機械メーカーで機械設計者として長年従事し、現在は3D CAD運用や公差設計/解析を推進する筆者が公差計算や公差解析、幾何公差について解説する連載。第7回は前回に引き続き、“具体的な幾何公差”について取り上げる。
前回に引き続き、今回もさまざまな「幾何公差」について解説を進めます。
「円筒度」とは何でしょうか。JIS規格(日本工業規格)によると「円筒形体の幾何学的に正しい円筒からの狂いの大きさ」と定義されています。前回、「真直度」と「真円度」について取り上げましたが、これらについて筆者は「真円の規制と真直(同軸)の規制の両方」、もう少し分かりやすくいうと「まん丸で真っすぐな状態」と解釈しています。
「円筒」というと、陸上競技のリレーで使う「バトン」のような形を想像しますが、要するに「底面と上面が正円の立体図形のこと」を示します。「円柱」といった方がイメージしやすいかもしれません。
円筒度は、真直度と真円度という2つの定義を持つため、その測定も難しそうですが、設計意図を示すものとして設計者視点で捉えても難解です(筆者のイメージですが)。
ちなみに、円筒度の使用例ですが、高い回転精度が求められる工作機械の主軸に用いられるベアリング(軸受け)、さらには軸やハウジングに対して円筒度が要求されると筆者は解釈しています。ただし、筆者自身、こうしたケースでは真円度、同軸度、円周振れを用いているため、円筒度の使用実績はありません。
公差域は「tだけ離れた同軸の2つの円筒」によって規制されます(図1)。
図2をご覧ください。この場合、円筒表面は半径距離「0.1」だけ離れた同軸の2つの円筒の間になければならないことを表しています。
円筒の表面に円筒度を示す場合、表面形体への指示になります。このため、直径の寸法線と指示線の矢を外し、幾何公差値にΦは付けません。
測定方法については、3次元測定機や真円度測定機などを使用します。
続いて「輪郭度」です。「輪郭」とは、国語としての意味では「物の周囲を形作っている線」になります。「アウトライン」ともいえますが、JIS規格では「線の輪郭度」と「面の輪郭度」の定義があります。筆者は利用したことがありませんが、デザイン性のあるものに対する用途が多いのではないでしょうか。

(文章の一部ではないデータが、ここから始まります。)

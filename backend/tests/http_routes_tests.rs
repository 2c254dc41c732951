#![cfg(feature = "http-server")]

//! End-to-end tests for the REST API against an in-memory repository.

use std::sync::Arc;

use axum::http::StatusCode;
use axum_test::TestServer;
use serde_json::{json, Value};

use colegio_backend::db::LocalRepository;
use colegio_backend::http::{create_router, AppState};
use colegio_backend::routes::distribution::{DistributionReport, DistributionRow, RESIDUAL_HEADER};

fn test_server() -> (TestServer, LocalRepository) {
    let repo = LocalRepository::new();
    let state = AppState::new(Arc::new(repo.clone()));
    let server = TestServer::new(create_router(state)).unwrap();
    (server, repo)
}

/// School 1 with "Primero" (rooms A=10, B=5) and "Segundo" (room C=5).
async fn seed_school(server: &TestServer) {
    server
        .post("/api/Colegio")
        .json(&json!({"name": "San Martín", "address": "Calle 1", "phone": "555", "password": "secreto"}))
        .await
        .assert_status(StatusCode::CREATED);
    for name in ["Primero", "Segundo"] {
        server
            .post("/api/Cursos")
            .json(&json!({"name": name, "description": "", "colegioId": 1}))
            .await
            .assert_status(StatusCode::CREATED);
    }
    for (name, curso, amount) in [("A", 1, 10), ("B", 1, 5), ("C", 2, 5)] {
        server
            .post("/api/Salones")
            .json(&json!({"name": name, "cursoId": curso, "amount": amount}))
            .await
            .assert_status(StatusCode::CREATED);
    }
}

#[tokio::test]
async fn test_health() {
    let (server, _) = test_server();
    let response = server.get("/health").await;
    response.assert_status_ok();
    let body: Value = response.json();
    assert_eq!(body["status"], "ok");
    assert_eq!(body["database"], "connected");
}

#[tokio::test]
async fn test_health_reports_disconnected_repository() {
    let (server, repo) = test_server();
    repo.set_healthy(false);
    let body: Value = server.get("/health").await.json();
    assert_eq!(body["database"], "disconnected");
}

#[tokio::test]
async fn test_create_and_list_colegio_hides_secret() {
    let (server, _) = test_server();
    let response = server
        .post("/api/Colegio")
        .json(&json!({"name": "  San Martín ", "address": "Calle 1", "phone": "555", "password": "secreto"}))
        .await;
    response.assert_status(StatusCode::CREATED);
    let created: Value = response.json();
    assert_eq!(created["id"], 1);
    assert_eq!(created["name"], "San Martín");
    assert!(created.get("password").is_none());
    assert!(created.get("secretHash").is_none());

    let list: Vec<Value> = server.get("/api/Colegio").await.json();
    assert_eq!(list.len(), 1);
    assert_eq!(list[0]["phone"], "555");
}

#[tokio::test]
async fn test_create_colegio_validation() {
    let (server, repo) = test_server();
    let response = server
        .post("/api/Colegio")
        .json(&json!({"name": "A", "password": "123"}))
        .await;
    response.assert_status(StatusCode::BAD_REQUEST);
    let body: Value = response.json();
    assert_eq!(body["code"], "VALIDATION_ERROR");
    assert_eq!(body["message"], "Password must be at least 6 characters");

    server
        .post("/api/Colegio")
        .json(&json!({"name": " ", "password": "secreto"}))
        .await
        .assert_status(StatusCode::BAD_REQUEST);
    assert_eq!(repo.school_count(), 0);
}

#[tokio::test]
async fn test_create_curso_requires_existing_school() {
    let (server, _) = test_server();
    server
        .post("/api/Cursos")
        .json(&json!({"name": "Primero", "colegioId": 7}))
        .await
        .assert_status(StatusCode::NOT_FOUND);

    let response = server
        .post("/api/Cursos")
        .json(&json!({"name": "Primero"}))
        .await;
    response.assert_status(StatusCode::BAD_REQUEST);
    let body: Value = response.json();
    assert_eq!(body["message"], "A school must be selected");
}

#[tokio::test]
async fn test_create_salon_validation() {
    let (server, _) = test_server();
    seed_school(&server).await;

    server
        .post("/api/Salones")
        .json(&json!({"name": "D", "cursoId": 1, "amount": -3}))
        .await
        .assert_status(StatusCode::BAD_REQUEST);
    server
        .post("/api/Salones")
        .json(&json!({"name": "D", "cursoId": 1}))
        .await
        .assert_status(StatusCode::BAD_REQUEST);
    server
        .post("/api/Salones")
        .json(&json!({"name": "D", "cursoId": 99, "amount": 3}))
        .await
        .assert_status(StatusCode::NOT_FOUND);

    let rooms: Vec<Value> = server.get("/api/Salones").await.json();
    assert_eq!(rooms.len(), 3);
    assert_eq!(rooms[2]["cursoId"], 2);
}

#[tokio::test]
async fn test_list_cursos() {
    let (server, _) = test_server();
    seed_school(&server).await;
    let courses: Vec<Value> = server.get("/api/Cursos").await.json();
    let names: Vec<&str> = courses.iter().map(|c| c["name"].as_str().unwrap()).collect();
    assert_eq!(names, vec!["Primero", "Segundo"]);
    assert!(courses.iter().all(|c| c["colegioId"] == 1));
}

#[tokio::test]
async fn test_distribute_rows_and_residual_header() {
    let (server, _) = test_server();
    seed_school(&server).await;

    let response = server.get("/api/Distribucion/1/distribuir/15").await;
    response.assert_status_ok();
    assert_eq!(response.header(RESIDUAL_HEADER), "0");

    let rows: Vec<DistributionRow> = response.json();
    let view: Vec<(&str, &str, u64)> = rows
        .iter()
        .map(|r| (r.curso_name.as_str(), r.salon_name.as_str(), r.cantidad_asignada))
        .collect();
    assert_eq!(
        view,
        vec![("Primero", "A", 8), ("Primero", "B", 4), ("Segundo", "C", 3)]
    );
}

#[tokio::test]
async fn test_distribute_over_capacity() {
    let (server, _) = test_server();
    seed_school(&server).await;

    let response = server.get("/api/Distribucion/1/distribuir/25").await;
    response.assert_status_ok();
    assert_eq!(response.header(RESIDUAL_HEADER), "5");
    let rows: Vec<Value> = response.json();
    let counts: Vec<u64> = rows
        .iter()
        .map(|r| r["cantidadAsignada"].as_u64().unwrap())
        .collect();
    assert_eq!(counts, vec![10, 5, 5]);
}

#[tokio::test]
async fn test_distribution_summary() {
    let (server, _) = test_server();
    seed_school(&server).await;

    let report: DistributionReport = server.get("/api/Distribucion/1/resumen/25").await.json();
    assert_eq!(report.cantidad_solicitada, 25);
    assert_eq!(report.cantidad_asignada, 20);
    assert_eq!(report.residual, 5);
    assert!(!report.completa);
    assert_eq!(report.asignaciones.len(), 3);
}

#[tokio::test]
async fn test_distribute_invalid_quantity() {
    let (server, _) = test_server();
    seed_school(&server).await;

    for path in ["/api/Distribucion/1/distribuir/0", "/api/Distribucion/1/distribuir/-4"] {
        let response = server.get(path).await;
        response.assert_status(StatusCode::BAD_REQUEST);
        let body: Value = response.json();
        assert_eq!(body["code"], "INVALID_QUANTITY");
        assert!(body["message"].as_str().unwrap().contains("greater than zero"));
    }
}

#[tokio::test]
async fn test_distribute_unknown_school() {
    let (server, _) = test_server();
    let response = server.get("/api/Distribucion/42/distribuir/10").await;
    response.assert_status(StatusCode::NOT_FOUND);
    let body: Value = response.json();
    assert_eq!(body["code"], "SCHOOL_NOT_FOUND");
}

#[tokio::test]
async fn test_distribute_school_without_rooms_is_empty() {
    let (server, _) = test_server();
    server
        .post("/api/Colegio")
        .json(&json!({"name": "Vacío", "password": "secreto"}))
        .await
        .assert_status(StatusCode::CREATED);
    server
        .post("/api/Cursos")
        .json(&json!({"name": "Primero", "colegioId": 1}))
        .await
        .assert_status(StatusCode::CREATED);

    let response = server.get("/api/Distribucion/1/distribuir/6").await;
    response.assert_status_ok();
    assert_eq!(response.header(RESIDUAL_HEADER), "6");
    let rows: Vec<Value> = response.json();
    assert!(rows.is_empty());
}

#[tokio::test]
async fn test_non_integer_quantity_rejected_with_json_message() {
    let (server, _) = test_server();
    seed_school(&server).await;

    for path in [
        "/api/Distribucion/1/distribuir/diez",
        "/api/Distribucion/1/distribuir/2.5",
        "/api/Distribucion/1/resumen/2.5",
    ] {
        let response = server.get(path).await;
        response.assert_status(StatusCode::BAD_REQUEST);
        let body: Value = response.json();
        assert_eq!(body["code"], "BAD_REQUEST");
        let message = body["message"].as_str().unwrap();
        assert!(message.contains("whole number"), "{path}: {message}");
    }
}

#[tokio::test]
async fn test_non_integer_school_id_rejected_with_json_message() {
    let (server, _) = test_server();
    let response = server.get("/api/Distribucion/uno/distribuir/3").await;
    response.assert_status(StatusCode::BAD_REQUEST);
    let body: Value = response.json();
    assert!(body["message"].as_str().unwrap().contains("school id"));
}

#[tokio::test]
async fn test_create_salon_accepts_amount_as_text() {
    let (server, _) = test_server();
    seed_school(&server).await;

    let response = server
        .post("/api/Salones")
        .json(&json!({"name": "D", "cursoId": 2, "amount": "30"}))
        .await;
    response.assert_status(StatusCode::CREATED);
    let created: Value = response.json();
    assert_eq!(created["amount"], 30);

    let report: DistributionReport = server.get("/api/Distribucion/1/resumen/50").await.json();
    assert_eq!(report.cantidad_asignada, 50);
}

#[tokio::test]
async fn test_create_salon_rejects_non_numeric_amount_text() {
    let (server, repo) = test_server();
    seed_school(&server).await;

    for amount in [json!("treinta"), json!("2.5"), json!(2.5)] {
        let response = server
            .post("/api/Salones")
            .json(&json!({"name": "D", "cursoId": 1, "amount": amount}))
            .await;
        response.assert_status(StatusCode::BAD_REQUEST);
        let body: Value = response.json();
        assert!(body["message"].as_str().unwrap().contains("whole number"));
    }
    assert_eq!(repo.room_count(), 3);
}

#[tokio::test]
async fn test_undecodable_bodies_get_json_errors() {
    let (server, repo) = test_server();

    let response = server.post("/api/Colegio").json(&json!({"name": "Y"})).await;
    response.assert_status(StatusCode::BAD_REQUEST);
    let body: Value = response.json();
    assert_eq!(body["code"], "BAD_REQUEST");
    assert!(body["message"].as_str().unwrap().contains("password"));

    let response = server
        .post("/api/Cursos")
        .json(&json!({"name": "Primero", "colegioId": "uno"}))
        .await;
    response.assert_status(StatusCode::BAD_REQUEST);
    let body: Value = response.json();
    assert!(body["message"].is_string());

    let response = server.post("/api/Salones").text("not json").await;
    response.assert_status(StatusCode::BAD_REQUEST);
    let body: Value = response.json();
    assert!(body["message"].is_string());

    assert_eq!(repo.school_count(), 0);
}

#[tokio::test]
async fn test_repository_outage_maps_to_service_unavailable() {
    let (server, repo) = test_server();
    seed_school(&server).await;
    repo.set_healthy(false);

    server
        .get("/api/Colegio")
        .await
        .assert_status(StatusCode::SERVICE_UNAVAILABLE);
    let response = server.get("/api/Distribucion/1/distribuir/5").await;
    response.assert_status(StatusCode::SERVICE_UNAVAILABLE);
    assert_eq!(response.header("retry-after"), "1");
}
//! Application configuration.
//!
//! Settings are read from a TOML file and then overridden by environment
//! variables:
//!
//! ```toml
//! [server]
//! host = "0.0.0.0"
//! port = 8080
//! log_level = "info"
//!
//! [repository]
//! type = "local"
//! seed_file = "data/seed.toml"
//! ```
//!
//! | Variable          | Setting                 |
//! |-------------------|-------------------------|
//! | `HOST`            | `server.host`           |
//! | `PORT`            | `server.port`           |
//! | `RUST_LOG`        | `server.log_level`      |
//! | `REPOSITORY_TYPE` | `repository.type`       |
//! | `SEED_FILE`       | `repository.seed_file`  |

use serde::{Deserialize, Serialize};
use std::fs;
use std::net::SocketAddr;
use std::path::{Path, PathBuf};
use std::str::FromStr;

use crate::db::RepositoryType;

/// File name searched by [`AppConfig::from_default_location`].
pub const CONFIG_FILE_NAME: &str = "colegio.toml";

#[derive(Debug, thiserror::Error)]
pub enum ConfigError {
    #[error("Failed to read config file {path}: {source}")]
    Read {
        path: PathBuf,
        #[source]
        source: std::io::Error,
    },

    #[error("Failed to parse config file: {0}")]
    Parse(#[from] toml::de::Error),

    #[error("Invalid value for {key}: {value}")]
    InvalidValue { key: &'static str, value: String },
}

#[derive(Debug, Clone, Default, PartialEq, Eq, Serialize, Deserialize)]
pub struct AppConfig {
    #[serde(default)]
    pub server: ServerSettings,
    #[serde(default)]
    pub repository: RepositorySettings,
}

#[derive(Debug, Clone, PartialEq, Eq, Serialize, Deserialize)]
pub struct ServerSettings {
    #[serde(default = "default_host")]
    pub host: String,
    #[serde(default = "default_port")]
    pub port: u16,
    #[serde(default = "default_log_level")]
    pub log_level: String,
}

#[derive(Debug, Clone, PartialEq, Eq, Serialize, Deserialize)]
pub struct RepositorySettings {
    #[serde(rename = "type", default = "default_repo_type")]
    pub repo_type: String,
    /// Optional TOML file with schools, courses and rooms loaded at start-up.
    #[serde(default)]
    pub seed_file: Option<PathBuf>,
}

fn default_host() -> String {
    "0.0.0.0".to_string()
}

fn default_port() -> u16 {
    8080
}

fn default_log_level() -> String {
    "info".to_string()
}

fn default_repo_type() -> String {
    "local".to_string()
}

impl Default for ServerSettings {
    fn default() -> Self {
        Self {
            host: default_host(),
            port: default_port(),
            log_level: default_log_level(),
        }
    }
}

impl Default for RepositorySettings {
    fn default() -> Self {
        Self {
            repo_type: default_repo_type(),
            seed_file: None,
        }
    }
}

impl AppConfig {
    /// Load configuration from a TOML file.
    pub fn from_file<P: AsRef<Path>>(path: P) -> Result<Self, ConfigError> {
        let path = path.as_ref();
        let content = fs::read_to_string(path).map_err(|source| ConfigError::Read {
            path: path.to_path_buf(),
            source,
        })?;
        Self::from_toml_str(&content)
    }

    pub fn from_toml_str(content: &str) -> Result<Self, ConfigError> {
        Ok(toml::from_str(content)?)
    }

    /// Load `colegio.toml` from the first standard location that has one.
    ///
    /// Searches the current directory, `backend/` and the parent directory.
    /// Falls back to defaults when no file exists.
    pub fn from_default_location() -> Result<Self, ConfigError> {
        let search_paths = [
            PathBuf::from(CONFIG_FILE_NAME),
            PathBuf::from("backend").join(CONFIG_FILE_NAME),
            PathBuf::from("..").join(CONFIG_FILE_NAME),
        ];

        for path in search_paths {
            if path.exists() {
                return Self::from_file(&path);
            }
        }

        Ok(Self::default())
    }

    /// Apply overrides from the process environment.
    pub fn apply_env_overrides(&mut self) -> Result<(), ConfigError> {
        self.apply_overrides(|key| std::env::var(key).ok())
    }

    /// Apply overrides from `lookup`, which maps a variable name to its value.
    pub fn apply_overrides<F>(&mut self, lookup: F) -> Result<(), ConfigError>
    where
        F: Fn(&str) -> Option<String>,
    {
        if let Some(host) = lookup("HOST") {
            self.server.host = host;
        }
        if let Some(port) = lookup("PORT") {
            self.server.port = port
                .trim()
                .parse()
                .map_err(|_| ConfigError::InvalidValue {
                    key: "PORT",
                    value: port.clone(),
                })?;
        }
        if let Some(level) = lookup("RUST_LOG") {
            self.server.log_level = level;
        }
        if let Some(repo_type) = lookup("REPOSITORY_TYPE") {
            self.repository.repo_type = repo_type;
        }
        if let Some(seed) = lookup("SEED_FILE") {
            self.repository.seed_file = if seed.trim().is_empty() {
                None
            } else {
                Some(PathBuf::from(seed))
            };
        }
        Ok(())
    }

    pub fn repository_type(&self) -> Result<RepositoryType, ConfigError> {
        RepositoryType::from_str(&self.repository.repo_type).map_err(|_| {
            ConfigError::InvalidValue {
                key: "repository.type",
                value: self.repository.repo_type.clone(),
            }
        })
    }

    /// Socket address the server binds to.
    pub fn bind_addr(&self) -> Result<SocketAddr, ConfigError> {
        let raw = format!("{}:{}", self.server.host, self.server.port);
        raw.parse().map_err(|_| ConfigError::InvalidValue {
            key: "server.host",
            value: self.server.host.clone(),
        })
    }
}

#[cfg(test)]
mod tests {
    use super::*;
    use std::collections::HashMap;

    #[test]
    fn test_defaults() {
        let config = AppConfig::default();
        assert_eq!(config.server.host, "0.0.0.0");
        assert_eq!(config.server.port, 8080);
        assert_eq!(config.server.log_level, "info");
        assert_eq!(config.repository_type().unwrap(), RepositoryType::Local);
        assert!(config.repository.seed_file.is_none());
    }

    #[test]
    fn test_parse_partial_file() {
        let config = AppConfig::from_toml_str(
            r#"
[server]
port = 9000

[repository]
seed_file = "data/seed.toml"
"#,
        )
        .unwrap();
        assert_eq!(config.server.port, 9000);
        assert_eq!(config.server.host, "0.0.0.0");
        assert_eq!(config.repository.repo_type, "local");
        assert_eq!(
            config.repository.seed_file.as_deref(),
            Some(Path::new("data/seed.toml"))
        );
    }

    #[test]
    fn test_overrides() {
        let vars: HashMap<&str, &str> = [
            ("HOST", "127.0.0.1"),
            ("PORT", "3000"),
            ("RUST_LOG", "debug"),
            ("SEED_FILE", "seed.toml"),
        ]
        .into_iter()
        .collect();

        let mut config = AppConfig::default();
        config
            .apply_overrides(|k| vars.get(k).map(|v| v.to_string()))
            .unwrap();

        assert_eq!(config.bind_addr().unwrap().to_string(), "127.0.0.1:3000");
        assert_eq!(config.server.log_level, "debug");
        assert_eq!(
            config.repository.seed_file.as_deref(),
            Some(Path::new("seed.toml"))
        );
    }

    #[test]
    fn test_empty_seed_override_clears_seed() {
        let mut config = AppConfig::default();
        config.repository.seed_file = Some(PathBuf::from("x.toml"));
        config
            .apply_overrides(|k| (k == "SEED_FILE").then(String::new))
            .unwrap();
        assert!(config.repository.seed_file.is_none());
    }

    #[test]
    fn test_invalid_port_rejected() {
        let mut config = AppConfig::default();
        let err = config
            .apply_overrides(|k| (k == "PORT").then(|| "eighty".to_string()))
            .unwrap_err();
        assert!(matches!(err, ConfigError::InvalidValue { key: "PORT", .. }));
    }

    #[test]
    fn test_unknown_repository_type() {
        let mut config = AppConfig::default();
        config.repository.repo_type = "postgres".to_string();
        assert!(config.repository_type().is_err());
    }

    #[test]
    fn test_invalid_host() {
        let mut config = AppConfig::default();
        config.server.host = "not a host".to_string();
        assert!(config.bind_addr().is_err());
    }
}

まずは、線の輪郭度についてです。JIS規格では「理論的に正確な寸法によって定められた、幾何学的に正しい輪郭(以下、幾何学的輪郭という)からの線の輪郭の狂いの大きさをいう」と定義されています。線の輪郭度の評価対象となる形体は、1本の自由曲線、1本の直線ということになります。
自由曲面に線の輪郭度を指示する場合、母線への指示になります。その形体の理論寸法を表す寸法線とともに使用します。□(四角)で囲んだ寸法は、理論的に正確なサイズを示します。
この例では、指定の曲面を切断した任意の断面の線が公差域「0.05」以内に入っていればよいことを表しています。任意断面ですので、この線の輪郭度は任意の2次元領域を示すことになります。
3次元測定器を使用するやり方の他、投影機による測定方法もあります。筆者は投影機を使用して特殊な歯形を計測した経験がありますが、トレースは手作業になりますので手間が掛かります。
また、ピントの合わせ方によって測定結果が変化したり、照明の当て方、光量によってエッジの見え方が変わったりすることもあります。そのため、これらは測定誤差を引き起こす原因にもなっています。